What you need to do: When the word "SendGridErrorResponse" shows up in a line of the data below, copy that whole line.

::::

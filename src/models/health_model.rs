use std::collections::BTreeMap;

use serde::Serialize;

#[derive(Debug, Clone, Copy, PartialEq, Eq, Serialize)]
#[serde(rename_all = "lowercase")]
pub enum ComponentStatus {
    Healthy,
    Degraded,
    Unhealthy,
}

#[derive(Debug, Clone, Serialize)]
pub struct ComponentHealth {
    pub status: ComponentStatus,
    #[serde(skip_serializing_if = "Option::is_none")]
    pub message: Option<String>,
}

#[derive(Debug, Clone, Serialize)]
pub struct HealthReport {
    pub status: ComponentStatus,
    pub timestamp: String,
    pub components: BTreeMap<String, ComponentHealth>,
}
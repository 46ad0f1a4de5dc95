//! handlers/mod.rs
//! Handlers HTTP de despachos y salud.
pub mod dispatch_handler;
pub mod health_handler;
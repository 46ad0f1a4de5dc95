//! logger.rs
//! Logger del servicio sobre env_logger.

use env_logger::{Builder, Env};

/// Consultas de sqlx y tráfico SMTP solo aparecen si RUST_LOG los pide.
const QUIET_BY_DEFAULT: &[(&str, log::LevelFilter)] = &[
    ("sqlx::query", log::LevelFilter::Warn),
    ("lettre", log::LevelFilter::Warn),
];

pub fn init_logger() {
    let filter = std::env::var("RUST_LOG").ok();

    let mut builder = Builder::from_env(Env::default().default_filter_or("info"));
    if filter.is_none() {
        for (module, level) in QUIET_BY_DEFAULT {
            builder.filter_module(module, *level);
        }
    }

    builder.format_timestamp_secs().format_target(true).init();
}
//! config/dispatch_config.rs
//! Configuración del servicio leída del entorno (.env incluido vía dotenv).

use std::str::FromStr;
use std::time::Duration;

#[derive(Debug, Clone, Copy, PartialEq, Eq)]
pub enum EmailProvider {
    SendGrid,
    Resend,
    Smtp,
}

impl FromStr for EmailProvider {
    type Err = String;

    fn from_str(value: &str) -> Result<Self, Self::Err> {
        match value.trim().to_ascii_lowercase().as_str() {
            "sendgrid" => Ok(EmailProvider::SendGrid),
            "resend" => Ok(EmailProvider::Resend),
            "smtp" => Ok(EmailProvider::Smtp),
            other => Err(format!("Unknown email provider: {other}")),
        }
    }
}

#[derive(Debug, Clone)]
pub struct TelegramSettings {
    pub api_url: String,
    pub bot_token: Option<String>,
}

#[derive(Debug, Clone)]
pub struct SmtpSettings {
    pub host: String,
    pub port: u16,
    pub user: String,
    pub pass: String,
}

#[derive(Debug, Clone)]
pub struct EmailSettings {
    pub provider: EmailProvider,
    pub sendgrid_api_url: String,
    pub sendgrid_api_key: Option<String>,
    pub resend_api_url: String,
    pub resend_api_key: Option<String>,
    pub smtp: Option<SmtpSettings>,
    pub from_address: String,
    pub from_name: String,
}

/// Timeouts and pool width used by the orchestrator.
#[derive(Debug, Clone, Copy)]
pub struct OrchestratorSettings {
    pub channel_send_timeout: Duration,
    pub dispatch_timeout: Duration,
    pub batch_concurrency: usize,
}

impl Default for OrchestratorSettings {
    fn default() -> Self {
        OrchestratorSettings {
            channel_send_timeout: Duration::from_secs(30),
            dispatch_timeout: Duration::from_secs(120),
            batch_concurrency: 10,
        }
    }
}

#[derive(Debug, Clone)]
pub struct DispatchConfig {
    pub bind_address: String,
    pub port: u16,
    pub http_workers: usize,
    pub database_url: String,
    pub app_base_url: String,
    pub orchestrator: OrchestratorSettings,
    pub telegram: TelegramSettings,
    pub email: EmailSettings,
}

impl DispatchConfig {
    pub fn from_env() -> Self {
        Self::from_lookup(|key| std::env::var(key).ok())
    }

    /// Builds the config from any key lookup; blank values count as unset.
    pub fn from_lookup<F>(lookup: F) -> Self
    where
        F: Fn(&str) -> Option<String>,
    {
        let get = |key: &str| {
            lookup(key)
                .map(|v| v.trim().to_string())
                .filter(|v| !v.is_empty())
        };
        let get_or = |key: &str, default: &str| get(key).unwrap_or_else(|| default.to_string());

        let defaults = OrchestratorSettings::default();
        let orchestrator = OrchestratorSettings {
            channel_send_timeout: Duration::from_secs(parse_or(
                "CHANNEL_SEND_TIMEOUT_SECS",
                get("CHANNEL_SEND_TIMEOUT_SECS"),
                defaults.channel_send_timeout.as_secs(),
            )),
            dispatch_timeout: Duration::from_secs(parse_or(
                "DISPATCH_TIMEOUT_SECS",
                get("DISPATCH_TIMEOUT_SECS"),
                defaults.dispatch_timeout.as_secs(),
            )),
            batch_concurrency: parse_or(
                "BATCH_CONCURRENCY",
                get("BATCH_CONCURRENCY"),
                defaults.batch_concurrency,
            )
            .max(1),
        };

        let smtp = get("SMTP_HOST").map(|host| SmtpSettings {
            host,
            port: parse_or("SMTP_PORT", get("SMTP_PORT"), 587),
            user: get_or("SMTP_USER", ""),
            pass: get_or("SMTP_PASS", ""),
        });

        let provider = match get("EMAIL_PROVIDER") {
            Some(raw) => raw.parse().unwrap_or_else(|e| {
                log::warn!("{e}; falling back to sendgrid");
                EmailProvider::SendGrid
            }),
            None => EmailProvider::SendGrid,
        };

        DispatchConfig {
            bind_address: get_or("BIND_ADDRESS", "0.0.0.0"),
            port: parse_or("PORT", get("PORT"), 5022),
            http_workers: parse_or("HTTP_WORKERS", get("HTTP_WORKERS"), 1usize).max(1),
            database_url: get_or("DATABASE_URL", "sqlite:data/dispatch.db"),
            app_base_url: get_or("APP_BASE_URL", "https://fleetillo.com"),
            orchestrator,
            telegram: TelegramSettings {
                api_url: get_or("TELEGRAM_API_URL", "https://api.telegram.org"),
                bot_token: get("TELEGRAM_BOT_TOKEN"),
            },
            email: EmailSettings {
                provider,
                sendgrid_api_url: get_or("SENDGRID_API_URL", "https://api.sendgrid.com"),
                sendgrid_api_key: get("SENDGRID_API_KEY"),
                resend_api_url: get_or("RESEND_API_URL", "https://api.resend.com"),
                resend_api_key: get("RESEND_API_KEY"),
                smtp,
                from_address: get_or("EMAIL_FROM_ADDRESS", "dispatch@fleetillo.com"),
                from_name: get_or("EMAIL_FROM_NAME", "Fleetillo Dispatch"),
            },
        }
    }
}

fn parse_or<T>(key: &str, raw: Option<String>, default: T) -> T
where
    T: FromStr + Copy,
{
    match raw {
        Some(value) => value.parse().unwrap_or_else(|_| {
            log::warn!("Invalid value for {key}: {value:?}; using default");
            default
        }),
        None => default,
    }
}
//! services/channels/email_channel.rs
//! Envío de despachos por email: SendGrid, Resend (HTTP) o SMTP directo con lettre.

use anyhow::{anyhow, Context, Result};
use async_trait::async_trait;
use chrono::Utc;
use lettre::{
    message::{Mailbox, MultiPart},
    transport::smtp::{
        authentication::Credentials,
        client::{Tls, TlsParameters},
    },
    AsyncSmtpTransport, AsyncTransport, Message, Tokio1Executor,
};
use reqwest::{Client, StatusCode};
use serde::Deserialize;
use serde_json::json;
use uuid::Uuid;

use crate::config::dispatch_config::{EmailProvider, EmailSettings, SmtpSettings};
use crate::models::channel_model::Channel;
use crate::models::entity_model::{Driver, Route};
use crate::services::channels::{
    non_blank, ChannelAdapter, HealthStatus, SendContext, SendOutcome,
};

const NOT_CONFIGURED: &str = "Email provider is not configured";

#[derive(Debug, Deserialize)]
struct ResendResponse {
    id: Option<String>,
    message: Option<String>,
}

#[derive(Debug, Deserialize)]
struct SendGridErrorResponse {
    #[serde(default)]
    errors: Vec<SendGridError>,
}

#[derive(Debug, Deserialize)]
struct SendGridError {
    message: Option<String>,
}

/// Provider credentials resolved once at construction.
#[derive(Clone)]
enum Transport {
    SendGrid { api_url: String, api_key: String },
    Resend { api_url: String, api_key: String },
    Smtp(SmtpSettings),
    Unconfigured,
}

#[derive(Clone)]
pub struct EmailChannel {
    http_client: Client,
    transport: Transport,
    from_address: String,
    from_name: String,
}

impl EmailChannel {
    pub fn new(settings: &EmailSettings) -> Self {
        Self::with_client(Client::new(), settings)
    }

    pub fn with_client(http_client: Client, settings: &EmailSettings) -> Self {
        let transport = match settings.provider {
            EmailProvider::SendGrid => match &settings.sendgrid_api_key {
                Some(key) => Transport::SendGrid {
                    api_url: settings.sendgrid_api_url.trim_end_matches('/').to_string(),
                    api_key: key.clone(),
                },
                None => Transport::Unconfigured,
            },
            EmailProvider::Resend => match &settings.resend_api_key {
                Some(key) => Transport::Resend {
                    api_url: settings.resend_api_url.trim_end_matches('/').to_string(),
                    api_key: key.clone(),
                },
                None => Transport::Unconfigured,
            },
            EmailProvider::Smtp => match &settings.smtp {
                Some(smtp) => Transport::Smtp(smtp.clone()),
                None => Transport::Unconfigured,
            },
        };

        Self {
            http_client,
            transport,
            from_address: settings.from_address.clone(),
            from_name: settings.from_name.clone(),
        }
    }

    fn provider_name(&self) -> &'static str {
        match self.transport {
            Transport::SendGrid { .. } => "sendgrid",
            Transport::Resend { .. } => "resend",
            Transport::Smtp(_) => "smtp",
            Transport::Unconfigured => "none",
        }
    }

    async fn send_via_sendgrid(
        &self,
        api_url: &str,
        api_key: &str,
        email: &OutgoingEmail<'_>,
    ) -> Result<Option<String>> {
        let payload = json!({
            "personalizations": [{ "to": [{ "email": email.to }] }],
            "from": { "email": self.from_address, "name": self.from_name },
            "subject": email.subject,
            "content": [
                { "type": "text/plain", "value": email.text },
                { "type": "text/html", "value": email.html },
            ],
        });

        let response = self
            .http_client
            .post(format!("{api_url}/v3/mail/send"))
            .bearer_auth(api_key)
            .json(&payload)
            .send()
            .await
            .context("SendGrid request failed")?;

        let status = response.status();
        if status == StatusCode::ACCEPTED || status == StatusCode::OK {
            let message_id = response
                .headers()
                .get("x-message-id")
                .and_then(|v| v.to_str().ok())
                .map(str::to_string);
            return Ok(message_id);
        }

        let detail = response
            .json::<SendGridErrorResponse>()
            .await
            .ok()
            .map(|body| {
                body.errors
                    .into_iter()
                    .filter_map(|e| e.message)
                    .collect::<Vec<_>>()
                    .join(", ")
            })
            .filter(|msg| !msg.is_empty());

        Err(anyhow!(
            detail.unwrap_or_else(|| format!("SendGrid API error: {}", status.as_u16()))
        ))
    }

    async fn send_via_resend(
        &self,
        api_url: &str,
        api_key: &str,
        email: &OutgoingEmail<'_>,
    ) -> Result<Option<String>> {
        let payload = json!({
            "from": format!("{} <{}>", self.from_name, self.from_address),
            "to": [email.to],
            "subject": email.subject,
            "html": email.html,
            "text": email.text,
        });

        let response = self
            .http_client
            .post(format!("{api_url}/emails"))
            .bearer_auth(api_key)
            .json(&payload)
            .send()
            .await
            .context("Resend request failed")?;

        let status = response.status();
        let body = response.json::<ResendResponse>().await.ok();

        match body {
            Some(ResendResponse { id: Some(id), .. }) if status.is_success() => Ok(Some(id)),
            Some(ResendResponse {
                message: Some(message),
                ..
            }) => Err(anyhow!(message)),
            _ => Err(anyhow!("Resend API error: {}", status.as_u16())),
        }
    }

    async fn send_via_smtp(&self, smtp: &SmtpSettings, email: &OutgoingEmail<'_>) -> Result<String> {
        let from: Mailbox = format!("{} <{}>", self.from_name, self.from_address)
            .parse()
            .context("Invalid from address")?;
        let to: Mailbox = email.to.parse().context("Invalid recipient address")?;

        let domain = self
            .from_address
            .rsplit_once('@')
            .map(|(_, d)| d)
            .unwrap_or("localhost");
        let message_id = format!("<{}@{}>", Uuid::new_v4(), domain);

        let message = Message::builder()
            .from(from)
            .to(to)
            .subject(email.subject.clone())
            .message_id(Some(message_id.clone()))
            .multipart(MultiPart::alternative_plain_html(
                email.text.to_string(),
                email.html.clone(),
            ))
            .context("Failed to build email message")?;

        build_smtp_transport(smtp)?
            .send(message)
            .await
            .context("SMTP send failed")?;

        Ok(message_id)
    }
}

fn build_smtp_transport(smtp: &SmtpSettings) -> Result<AsyncSmtpTransport<Tokio1Executor>> {
    let tls_params = TlsParameters::new(smtp.host.clone())?;
    let mut builder = AsyncSmtpTransport::<Tokio1Executor>::relay(&smtp.host)?
        .port(smtp.port)
        .tls(Tls::Required(tls_params));
    if !smtp.user.is_empty() {
        builder = builder.credentials(Credentials::new(smtp.user.clone(), smtp.pass.clone()));
    }
    Ok(builder.build())
}

struct OutgoingEmail<'a> {
    to: &'a str,
    subject: String,
    text: &'a str,
    html: String,
}

pub fn email_subject(route: &Route) -> String {
    format!("Route Assignment: {} - {}", route.name, route.date)
}

/// Wraps the rendered text in a minimal HTML document, escaped.
pub fn html_body(text: &str) -> String {
    let mut escaped = String::with_capacity(text.len());
    for c in text.chars() {
        match c {
            '&' => escaped.push_str("&amp;"),
            '<' => escaped.push_str("&lt;"),
            '>' => escaped.push_str("&gt;"),
            '"' => escaped.push_str("&quot;"),
            '\'' => escaped.push_str("&#39;"),
            _ => escaped.push(c),
        }
    }
    format!(
        "<!DOCTYPE html><html><body><pre style=\"font-family: inherit; white-space: pre-wrap;\">{escaped}</pre></body></html>"
    )
}

#[async_trait]
impl ChannelAdapter for EmailChannel {
    fn channel_type(&self) -> Channel {
        Channel::Email
    }

    fn can_send(&self, driver: &Driver) -> bool {
        non_blank(&driver.email).is_some()
    }

    async fn send(&self, context: &SendContext<'_>) -> SendOutcome {
        let sent_at = Utc::now();
        let dispatch_id = &context.dispatch.id;

        let Some(to) = non_blank(&context.driver.email) else {
            log::warn!(
                "(email) Driver {} has no email address (dispatch {})",
                context.driver.id,
                dispatch_id
            );
            return SendOutcome::failed("Driver does not have email address configured", sent_at);
        };

        let email = OutgoingEmail {
            to,
            subject: email_subject(context.route),
            text: context.message,
            html: html_body(context.message),
        };

        let result = match &self.transport {
            Transport::SendGrid { api_url, api_key } => {
                self.send_via_sendgrid(api_url, api_key, &email).await
            }
            Transport::Resend { api_url, api_key } => {
                self.send_via_resend(api_url, api_key, &email).await
            }
            Transport::Smtp(smtp) => self.send_via_smtp(smtp, &email).await.map(Some),
            Transport::Unconfigured => {
                log::error!("(email) {} (dispatch {})", NOT_CONFIGURED, dispatch_id);
                return SendOutcome::failed(NOT_CONFIGURED, sent_at);
            }
        };

        match result {
            Ok(message_id) => {
                log::info!(
                    "(email) Dispatch {} sent via {}, message_id={:?}",
                    dispatch_id,
                    self.provider_name(),
                    message_id
                );
                SendOutcome::delivered(message_id, sent_at)
            }
            Err(e) => {
                log::error!(
                    "(email) Dispatch {} failed via {}: {:#}",
                    dispatch_id,
                    self.provider_name(),
                    e
                );
                SendOutcome::failed(format!("{e:#}"), sent_at)
            }
        }
    }

    async fn health_check(&self) -> HealthStatus {
        let (url, api_key, label) = match &self.transport {
            Transport::SendGrid { api_url, api_key } => {
                (format!("{api_url}/v3/user/profile"), api_key, "SendGrid")
            }
            Transport::Resend { api_url, api_key } => {
                (format!("{api_url}/domains"), api_key, "Resend")
            }
            Transport::Smtp(smtp) => {
                return match build_smtp_transport(smtp) {
                    Ok(mailer) => match mailer.test_connection().await {
                        Ok(true) => HealthStatus::healthy("SMTP server connected"),
                        Ok(false) => HealthStatus::unhealthy("SMTP server refused connection"),
                        Err(e) => HealthStatus::unhealthy(format!("Health check failed: {e}")),
                    },
                    Err(e) => HealthStatus::unhealthy(format!("Health check failed: {e:#}")),
                };
            }
            Transport::Unconfigured => return HealthStatus::unconfigured(NOT_CONFIGURED),
        };

        match self.http_client.get(url).bearer_auth(api_key).send().await {
            Ok(r) if r.status().is_success() => HealthStatus::healthy(format!("{label} API connected")),
            Ok(r) if r.status() == StatusCode::UNAUTHORIZED => {
                HealthStatus::unhealthy("Invalid API key")
            }
            Ok(r) => HealthStatus::unhealthy(format!("API error: {}", r.status().as_u16())),
            Err(e) => HealthStatus::unhealthy(format!("Health check failed: {e}")),
        }
    }
}
use eframe::egui::{RichText, ScrollArea, Ui};
use egui_extras::{Column, TableBuilder};

use crate::data::model::Quantity;
use crate::theme;

// ---------------------------------------------------------------------------
// Static content
// ---------------------------------------------------------------------------

const ABOUT_TITLE: &str =
    "Water quality Assessment on contaminated water and its impacts on Human Health";

const ABOUT_INTRO: &str = "An evaluation assessment of contaminated water and its impacts on human health involves a systematic analysis of various aspects related to water contamination and its effects on individuals and communities.";

const ABOUT_SECTIONS: [(&str, &str); 5] = [
    (
        "Water Quality Analysis",
        "This involves testing water samples to identify the presence and concentration of contaminants. It includes assessing parameters such as microbial content (bacteria, viruses, parasites), chemical composition (heavy metals, pesticides, toxins), and physical characteristics (turbidity, odor, color).",
    ),
    (
        "Exposure Assessment",
        "Evaluating how people come into contact with contaminated water. This includes assessing different exposure pathways such as ingestion (drinking, cooking, food preparation), inhalation (steam, aerosols), and dermal contact (bathing, swimming). Factors such as frequency, duration, and intensity of exposure are considered.",
    ),
    (
        "Health Risk Assessment",
        "Determining the potential health risks associated with exposure to contaminated water. This involves considering toxicity data for identified contaminants, epidemiological studies linking exposure to adverse health outcomes, and factors influencing susceptibility (age, health status, genetics). Quantitative risk assessment may be conducted to estimate the likelihood and severity of health effects.",
    ),
    (
        "Health Impact Analysis",
        "Examining the actual health effects observed in populations exposed to contaminated water. This includes reviewing medical records, conducting epidemiological studies, and monitoring health indicators such as morbidity (incidence of illness) and mortality (death rates). Long-term health impacts, such as chronic diseases or developmental issues, may also be assessed.",
    ),
    (
        "Social and Economic Implications",
        "Assessing the broader social and economic consequences of water contamination. This includes evaluating impacts on livelihoods, productivity, healthcare costs, and community well-being. Consideration is given to both immediate effects and long-term implications for sustainable development.",
    ),
];

/// Glossary entry for one measured parameter.
pub struct GlossaryEntry {
    pub quantity: Quantity,
    pub heading: &'static str,
    pub text: &'static str,
    pub link: &'static str,
}

pub const GLOSSARY: [GlossaryEntry; 9] = [
    GlossaryEntry {
        quantity: Quantity::Ph,
        heading: "pH",
        text: "pH measures the acidity or alkalinity of water. The acceptable pH range for drinking water is generally between 6.5 and 8.5. Extreme pH levels can affect the taste of water and potentially indicate the presence of corrosive or scaling substances, which can impact plumbing and affect the effectiveness of water treatment processes.",
        link: "https://en.m.wikipedia.org/wiki/PH",
    },
    GlossaryEntry {
        quantity: Quantity::Hardness,
        heading: "Hardness",
        text: "Hardness refers to the concentration of minerals, primarily calcium and magnesium, dissolved in water. While hard water is not usually a health concern, it can cause scaling in pipes and appliances, decrease soap effectiveness, and lead to skin and hair irritation. Acceptable hardness levels vary but are typically below 100-150 mg/L as calcium carbonate.",
        link: "https://en.m.wikipedia.org/wiki/Hard_water",
    },
    GlossaryEntry {
        quantity: Quantity::Chloramines,
        heading: "Chloramines",
        text: "Chloramines are disinfection byproducts formed when chlorine reacts with organic matter in water. They are used as a secondary disinfectant in some water treatment systems. While chloramines themselves are not highly toxic, excessive levels can cause skin irritation and respiratory issues in sensitive individuals. The maximum residual disinfectant level for chloramines in drinking water is typically around 4.0 mg/L.",
        link: "https://en.m.wikipedia.org/wiki/Chloramine",
    },
    GlossaryEntry {
        quantity: Quantity::Solids,
        heading: "TDS (Total Dissolved Solids)",
        text: "TDS measures the total concentration of dissolved inorganic substances in water. Acceptable levels vary depending on the source and treatment of water but generally fall below 500 mg/L. Elevated TDS levels can affect the taste and appearance of water, and very high levels may indicate the presence of harmful contaminants.",
        link: "https://en.wikipedia.org/wiki/Total_dissolved_solids",
    },
    GlossaryEntry {
        quantity: Quantity::Sulfate,
        heading: "Sulfates",
        text: "Sulfates are naturally occurring compounds found in soil and rocks. While they are not typically harmful at low levels, high sulfate concentrations (>250 mg/L) can cause gastrointestinal issues, particularly in infants and individuals with certain medical conditions.",
        link: "https://en.m.wikipedia.org/wiki/Sulfate",
    },
    GlossaryEntry {
        quantity: Quantity::Conductivity,
        heading: "Conductivity",
        text: "Conductivity measures the ability of water to conduct electrical current, which is influenced by dissolved ions. It is often used as an indicator of overall water quality. Acceptable conductivity levels for drinking water vary but generally fall below 800 μS/cm. Elevated conductivity can indicate the presence of dissolved salts or pollutants.",
        link: "https://en.m.wikipedia.org/wiki/Electrical_resistivity_and_conductivity",
    },
    GlossaryEntry {
        quantity: Quantity::OrganicCarbon,
        heading: "Organic Carbon",
        text: "Organic carbon compounds can originate from natural sources or anthropogenic activities. High levels of organic carbon can contribute to taste and odor issues in water and serve as precursors to disinfection byproducts. Acceptable levels vary, but organic carbon concentrations are typically kept below 2-4 mg/L in treated drinking water.",
        link: "https://en.m.wikipedia.org/wiki/Total_organic_carbon",
    },
    GlossaryEntry {
        quantity: Quantity::Trihalomethanes,
        heading: "Trihalomethanes (THMs)",
        text: "THMs are disinfection byproducts formed when chlorine reacts with organic matter in water. Long-term exposure to elevated THM levels (>80 μg/L) has been associated with increased cancer risk and adverse reproductive outcomes. Regulations typically limit THM levels in drinking water to below 80 μg/L.",
        link: "https://en.m.wikipedia.org/wiki/Trihalomethane",
    },
    GlossaryEntry {
        quantity: Quantity::Turbidity,
        heading: "Turbidity",
        text: "Turbidity measures the cloudiness or clarity of water caused by suspended particles. While not directly harmful, high turbidity can indicate the presence of pathogens, organic matter, or other contaminants. Acceptable turbidity levels for drinking water are typically below 1 NTU (Nephelometric Turbidity Units).",
        link: "https://en.m.wikipedia.org/wiki/Turbidity",
    },
];

const MENTOR: &str = "Dr. V. Anusuya Devi, CSE";

const TEAM: [&str; 5] = [
    "Godugu Varaprasad",
    "U. Harsha Vardhan",
    "Ch. V. V. Sai Kumar Reddy",
    "A. V. Manoj Reddy",
    "P. Varun Tej",
];

// ---------------------------------------------------------------------------
// Pages
// ---------------------------------------------------------------------------

fn section(ui: &mut Ui, title: &str) {
    ui.add_space(6.0);
    ui.label(RichText::new(title).strong().size(16.0));
}

/// About statement.
pub fn home_page(ui: &mut Ui) {
    ScrollArea::vertical().show(ui, |ui: &mut Ui| {
        ui.heading("ABOUT STATEMENT");
        ui.label(RichText::new(ABOUT_TITLE).size(18.0).color(theme::ACCENT));
        ui.separator();
        ui.label(ABOUT_INTRO);
        for (title, body) in ABOUT_SECTIONS {
            section(ui, title);
            ui.label(body);
        }
    });
}

/// Parameter glossary and the accepted ranges.
pub fn details_page(ui: &mut Ui) {
    ScrollArea::vertical().show(ui, |ui: &mut Ui| {
        ui.heading("Description");
        for entry in &GLOSSARY {
            section(ui, entry.heading);
            ui.label(entry.text);
            ui.hyperlink_to("Read More", entry.link);
        }

        ui.add_space(12.0);
        section(ui, "Accepted ranges");
        range_table(ui);
    });
}

fn range_table(ui: &mut Ui) {
    TableBuilder::new(ui)
        .striped(true)
        .vscroll(false)
        .column(Column::auto().at_least(160.0))
        .column(Column::auto().at_least(80.0))
        .column(Column::remainder())
        .header(20.0, |mut header| {
            header.col(|ui| {
                ui.strong("Parameter");
            });
            header.col(|ui| {
                ui.strong("Min");
            });
            header.col(|ui| {
                ui.strong("Max");
            });
        })
        .body(|mut body| {
            for quantity in Quantity::ALL {
                let range = quantity.range();
                body.row(18.0, |mut row| {
                    row.col(|ui| {
                        ui.label(quantity.name());
                    });
                    row.col(|ui| {
                        ui.label(format!("{:.1}", range.min));
                    });
                    row.col(|ui| {
                        ui.label(format!("{:.1}", range.max));
                    });
                });
            }
        });
}

/// Mentor and team listing.
pub fn contact_page(ui: &mut Ui) {
    ui.heading("Contact Us");
    section(ui, "Mentor");
    ui.label(MENTOR);
    section(ui, "Team Members");
    ui.columns(3, |cols| {
        for (i, name) in TEAM.iter().enumerate() {
            cols[i % 3].label(*name);
        }
    });
}

#[cfg(test)]
mod tests {
    use std::collections::BTreeSet;

    use super::*;

    #[test]
    fn glossary_covers_every_quantity_once() {
        let covered: BTreeSet<Quantity> = GLOSSARY.iter().map(|e| e.quantity).collect();
        assert_eq!(covered.len(), Quantity::ALL.len());
        assert!(GLOSSARY.iter().all(|e| e.link.starts_with("https://")));
    }
}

::::

Expected answer:
struct SendGridErrorResponse {
            .json::<SendGridErrorResponse>()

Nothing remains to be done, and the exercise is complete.